Total: 25 mins, plus refrigeration time

Active: 10 mins

Makes: 48 cookies


 By Aïda Mollenkamp

Here is a recipe for the subtle sophisticate: easy enough to fit into a busy holiday schedule but aimed to impress. The combination of Meyer lemon zest and black pepper is a classic pairing in savory dishes, but it adds an elegant twist to the often too sugary icebox cookie. For different personality types on your holiday list, we’ve got variations: Mexican chocolate for the sweets fan, coconut-date for the racy adventurer, and plain sugar cookies for the purist. Or maybe they’re just all for you.

What to buy: The distinct flavor of Meyer lemons works well here, but regular lemons are a fine substitute.

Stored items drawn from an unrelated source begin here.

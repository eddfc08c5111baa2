use thiserror::Error;

/// Typed error hierarchy for mygo-bot.
///
/// Use at module boundaries (responder calls, config validation, webhook
/// verification). Leaf functions keep using `anyhow::Result`, and callers
/// downcast to `BotError` when they need the kind.
#[derive(Debug, Error)]
pub enum BotError {
    #[error("Configuration error: {0}")]
    Config(String),

    #[error("Provider error: {message}")]
    Provider { message: String, retryable: bool },

    #[error("Rate limit exceeded")]
    RateLimit { retry_after: Option<u64> },

    #[error("Authentication failed: {0}")]
    Auth(String),

    #[error("Invalid webhook signature")]
    Signature,
}

/// Convenience alias for results using `BotError`.
pub type BotResult<T> = std::result::Result<T, BotError>;

impl BotError {
    /// Whether the failure is transient. Nothing in the bot retries, but the
    /// flag is surfaced in logs so operators can tell outages from bad keys.
    pub fn is_retryable(&self) -> bool {
        match self {
            Self::Provider { retryable, .. } => *retryable,
            Self::RateLimit { .. } => true,
            Self::Auth(_) | Self::Config(_) | Self::Signature => false,
        }
    }
}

Game plan: Make extra batches of dough, wrap them in plastic, and freeze for later use. To finish, slice and bake as directed.

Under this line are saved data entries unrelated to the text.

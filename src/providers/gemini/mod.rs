use crate::providers::base::{ChatRequest, LLMProvider, LLMResponse, ProviderMetrics};
use crate::providers::errors::ProviderErrorHandler;
use anyhow::{Context, Result};
use async_trait::async_trait;
use reqwest::Client;
use serde_json::{Value, json};
use std::sync::{Arc, Mutex};
use std::time::Duration;
use tracing::debug;

const CONNECT_TIMEOUT_SECS: u64 = 30;
const REQUEST_TIMEOUT_SECS: u64 = 120;

const BASE_URL: &str = "https://generativelanguage.googleapis.com/v1beta";
const DEFAULT_MODEL: &str = "gemini-2.0-flash";

pub struct GeminiProvider {
    api_key: String,
    default_model: String,
    base_url: String,
    client: Client,
    metrics: Arc<Mutex<ProviderMetrics>>,
}

impl GeminiProvider {
    pub fn new(api_key: String, default_model: Option<String>) -> Self {
        Self::with_base_url(api_key, default_model, BASE_URL.to_string())
    }

    pub fn with_base_url(
        api_key: String,
        default_model: Option<String>,
        base_url: String,
    ) -> Self {
        Self {
            api_key,
            default_model: default_model.unwrap_or_else(|| DEFAULT_MODEL.to_string()),
            base_url: base_url.trim_end_matches('/').to_string(),
            client: Client::builder()
                .connect_timeout(Duration::from_secs(CONNECT_TIMEOUT_SECS))
                .timeout(Duration::from_secs(REQUEST_TIMEOUT_SECS))
                .build()
                .unwrap_or_else(|_| Client::new()),
            metrics: Arc::new(Mutex::new(ProviderMetrics::default())),
        }
    }

    fn build_payload(req: &ChatRequest<'_>) -> Value {
        let system: Vec<&str> = req
            .messages
            .iter()
            .filter(|m| m.role == "system")
            .map(|m| m.content.as_str())
            .collect();

        let contents: Vec<Value> = req
            .messages
            .iter()
            .filter(|m| m.role != "system")
            .map(|msg| {
                let role = if msg.role == "assistant" { "model" } else { "user" };
                json!({
                    "role": role,
                    "parts": [{"text": msg.content}]
                })
            })
            .collect();

        let mut payload = json!({
            "contents": contents,
            "generationConfig": {
                "maxOutputTokens": req.max_tokens,
                "temperature": req.temperature,
            },
        });

        if !system.is_empty() {
            payload["systemInstruction"] = json!({
                "parts": [{"text": system.join("\n\n")}]
            });
        }

        payload
    }

    fn parse_response(json: &Value) -> Result<LLMResponse> {
        let candidate = json["candidates"]
            .as_array()
            .and_then(|arr| arr.first())
            .context("No candidates in Gemini response")?;

        // Long answers can arrive split over several text parts
        let text: String = candidate["content"]["parts"]
            .as_array()
            .map(|parts| {
                parts
                    .iter()
                    .filter_map(|p| p["text"].as_str())
                    .collect::<Vec<_>>()
                    .concat()
            })
            .unwrap_or_default();

        Ok(LLMResponse {
            content: if text.is_empty() { None } else { Some(text) },
            total_tokens: json["usageMetadata"]["totalTokenCount"].as_u64(),
            finish_reason: candidate["finishReason"].as_str().map(str::to_string),
        })
    }
}

#[async_trait]
impl LLMProvider for GeminiProvider {
    async fn chat(&self, req: ChatRequest<'_>) -> Result<LLMResponse> {
        let payload = Self::build_payload(&req);
        let model_name = req.model.unwrap_or(&self.default_model);
        let url = format!("{}/models/{}:generateContent", self.base_url, model_name);

        debug!("gemini request: model={}, messages={}", model_name, req.messages.len());

        let resp = self
            .client
            .post(&url)
            .header("x-goog-api-key", &self.api_key)
            .json(&payload)
            .send()
            .await
            .map_err(|e| {
                if let Ok(mut metrics) = self.metrics.lock() {
                    metrics.error_count += 1;
                }
                e.without_url()
            })
            .context("Failed to send request to Gemini API")?;

        let json = ProviderErrorHandler::check_response(resp, "Gemini", &self.metrics).await?;

        let response = Self::parse_response(&json)?;
        if let Ok(mut metrics) = self.metrics.lock() {
            metrics.request_count += 1;
            metrics.token_count += response.total_tokens.unwrap_or(0);
        }

        Ok(response)
    }

    fn default_model(&self) -> &str {
        &self.default_model
    }

    fn metrics(&self) -> ProviderMetrics {
        self.metrics
            .lock()
            .map(|m| m.clone())
            .unwrap_or_default()
    }
}

#[cfg(test)]
mod tests;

This was featured as part of our Winter Wonders story.

INGREDIENTS
  • 2 cups all-purpose flour
  • 1/4 cup finely grated Meyer lemon zest
  • 2 teaspoons baking powder
  • 1/2 teaspoon finely ground black pepper
  • 1/4 teaspoon kosher salt
  • 8 tablespoons unsalted butter (1 stick), at room temperature
  • 1 cup granulated sugar
  • 1/4 cup whole milk
  • 1/2 teaspoon vanilla extract
  • 1 large egg, at room temperature
INSTRUCTIONS
  1. Whisk together flour, lemon zest, baking powder, pepper, and salt in a medium mixing bowl to aerate and break up any lumps. Set aside.
  2. Combine butter and sugar in the bowl of a stand mixer fitted with a paddle attachment and mix on medium speed until light and fluffy, about 3 to 5 minutes. Add milk and vanilla, and mix well. Scrape down the bowl, add egg, and mix well. Reduce mixer to low, add flour mixture, and mix until just incorporated.
  3. Turn dough onto a piece of plastic wrap, shape it into a log (approximately 12 inches long and 1 1/2 inches in diameter), and wrap tight. Place in the refrigerator until firm, at least 1 hour but preferably 8 hours.
  4. When ready to bake the cookies, heat the oven to 350°F and arrange the rack in the middle. Remove dough from the refrigerator and slice into 1/4-inch-thick rounds. Place on an ungreased baking sheet and bake until golden brown on the bottom, about 12 minutes.

COMMENTS | ADD YOUR OWN

I'm planning a whole cirtus themed Christmas dessert buffet, with a clementine-almond cake and a citrus pavlova. These should fit in great. Thanks for this recipe.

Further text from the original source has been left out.